The phase change material can absorb or release latent heat in the phase change process, so that heat exchange with the outside occurs in a constant temperature or approximately constant temperature mode, and the phase change material is widely applied to heat management of batteries as a passive heat management technology. The traditional phase change material is mostly formed by compounding foam metal or expanded graphite with the phase change material, and has the problems of poor heat preservation effect, low strength, easy leakage of the phase change material and the like, so that a thermal management system is invalid, and the safety of a battery in the use process is seriously influenced.
Disclosure of Invention
The invention aims to provide a composite phase change material, a preparation method and a battery thermal management system, wherein the thermal insulation material has good thermal insulation performance and stability.

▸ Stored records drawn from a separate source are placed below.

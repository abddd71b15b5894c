//! Control-plane tests: persistence, suspend/resume and the clock
//! counter variant.

use std::time::Duration;

use machine_picorom::{
    BoardConfig, FlashStore, InMemoryFlash, OFFSET_OUT_AREA, OFFSET_TICK_COUNT, OFFSET_TICK_RESET,
    PicoRom, STATUS_CLOCK_READY, VecSink,
};

#[test]
fn boot_restores_the_committed_image_and_config() {
    let mut flash = InMemoryFlash::new();
    {
        let machine = PicoRom::new(BoardConfig::rom_28p());
        machine.set_pointer(0x200);
        machine
            .write_bytes(&[0xCA, 0xFE, 0xF0, 0x0D])
            .expect("in range");
        machine.set_rom_name("diag");
        machine.set_address_mask(0x7FFF);
        machine.commit(&mut flash).expect("flash accepts");
        assert_eq!(flash.rom_writes, 1);
        assert!(machine.is_serving(), "commit resumes the service");
    }

    let machine = PicoRom::boot(BoardConfig::rom_28p(), &flash);
    let port = machine.target_port();
    assert_eq!(port.read(0x200), 0xCA);
    assert_eq!(port.read(0x203), 0x0D);
    assert_eq!(machine.config().rom_name, "diag");
    assert_eq!(machine.address_mask(), 0x7FFF);
}

#[test]
fn commit_does_not_disturb_the_buffer() {
    let mut flash = InMemoryFlash::new();
    let machine = PicoRom::new(BoardConfig::rom_28p());
    machine.set_pointer(0x1000);
    machine.write_bytes(&[0x55; 64]).expect("in range");
    let before = machine.rom().snapshot();

    machine.commit(&mut flash).expect("flash accepts");
    assert_eq!(machine.rom().snapshot(), before);
    assert_eq!(flash.load_rom().expect("committed"), before);
}

#[test]
fn suspend_stops_serving_and_masks_the_detectors() {
    let machine = PicoRom::new(BoardConfig::rom_28p());
    machine.rom().poke(0, 0xA0);
    machine.rom().poke(5, 0x5A);
    let base = machine.comms_start(0x8000).expect("detectors resident");
    let port = machine.target_port();
    assert_eq!(port.read(0), 0xA0);

    let guard = machine.suspend();
    assert!(!machine.is_serving());
    // The latch no longer follows the address lines.
    assert_eq!(port.read(5), 0xA0);
    // A push during suspension is captured but not delivered.
    port.read(base + OFFSET_OUT_AREA + 1);
    assert_eq!(machine.comms().outbound_count(), 0);

    drop(guard);
    assert!(machine.is_serving());
    assert_eq!(port.read(5), 0x5A);
    // The captured push was delivered on the first access after resume.
    assert_eq!(machine.comms().outbound_count(), 1);
    let mut sink = VecSink::new();
    machine
        .comms_update(&[], Duration::ZERO, &mut sink)
        .expect("drain only");
    assert_eq!(sink.bytes, [1]);
}

#[test]
fn concurrent_ports_each_read_their_own_byte() {
    let machine = PicoRom::new(BoardConfig::rom_28p());
    machine.rom().poke(0x100, 0xAA);
    machine.rom().poke(0x200, 0xBB);

    // Two target handles hammering different addresses must never see
    // each other's bytes: a bus cycle is indivisible.
    let mut readers = Vec::new();
    for &(addr, expected) in &[(0x100u32, 0xAAu8), (0x200, 0xBB)] {
        let port = machine.target_port();
        readers.push(std::thread::spawn(move || {
            for _ in 0..10_000 {
                assert_eq!(port.read(addr), expected);
            }
        }));
    }
    for reader in readers {
        reader.join().expect("reader thread");
    }
}

#[test]
fn clock_variant_counts_accesses_and_resets() {
    let board = BoardConfig::rom_28p().with_clock_counting(true);
    let machine = PicoRom::new(board);
    assert_ne!(machine.status() & STATUS_CLOCK_READY, 0);

    // The wider window forces 1 KiB alignment.
    let base = machine.comms_start(0x12345).expect("detectors resident");
    assert_eq!(base, 0x12000);

    let port = machine.target_port();
    for _ in 0..5 {
        port.read(base);
    }
    assert_eq!(machine.rom().read_u32_le(base + OFFSET_TICK_COUNT), 5);

    port.read(base + OFFSET_TICK_RESET);
    assert_eq!(machine.rom().read_u32_le(base + OFFSET_TICK_COUNT), 0);
    port.read(base);
    assert_eq!(machine.rom().read_u32_le(base + OFFSET_TICK_COUNT), 1);
}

In order to solve the technical problems, the application adopts the following technical scheme:
the application proposes a composite phase change material comprising: a substrate having a porous structure; the reduced graphene oxide layer is coated on the framework of the matrix; and the phase change material is filled in the holes of the matrix.
According to some embodiments of the present application, the reduced graphene oxide layer is discontinuously distributed on the scaffold.
According to some embodiments of the application, the matrix is melamine sponge.
According to some embodiments of the application, the phase change material comprises paraffin wax.
The application also provides a preparation method of the composite phase change material, which comprises the following steps:
soaking a matrix in a graphene oxide solution, and centrifuging after full soaking to obtain a matrix adsorbed with graphene oxide;
chemically reducing the matrix adsorbed with the graphene oxide by using a reducing agent, and then washing and drying sequentially to obtain a matrix containing a reduced graphene oxide layer;
and filling the phase change material into the holes of the matrix containing the reduced graphene oxide layer to obtain the composite phase change material.
According to some embodiments of the application, the concentration of the graphene oxide solution is 2mg/mL to 10mg/mL.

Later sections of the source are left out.